> EXERCISE: Reproduce the data exactly, leaving nothing out.

> SOURCE MATERIAL:
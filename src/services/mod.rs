//! Core services: fingerprinting, history, stage planning, and the
//! shell manager.

pub mod fingerprint;
pub mod history;
pub mod manager;
pub mod planner;

pub use fingerprint::fingerprint;
pub use history::HistoryStore;
pub use manager::{BuildHandle, ManagerOptions, ShellManager, ShellStatus, SlotState};
pub use planner::{BuildPlan, StagePlanner};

> EXPECTED ANSWER:
filename src/services/mod.rs
//! Core services: fingerprinting, history, stage planning, and the
//! shell manager.

pub mod fingerprint;
pub mod history;
pub mod manager;
pub mod planner;

pub use fingerprint::fingerprint;
pub use history::HistoryStore;
pub use manager::{BuildHandle, ManagerOptions, ShellManager, ShellStatus, SlotState};
pub use planner::{BuildPlan, StagePlanner};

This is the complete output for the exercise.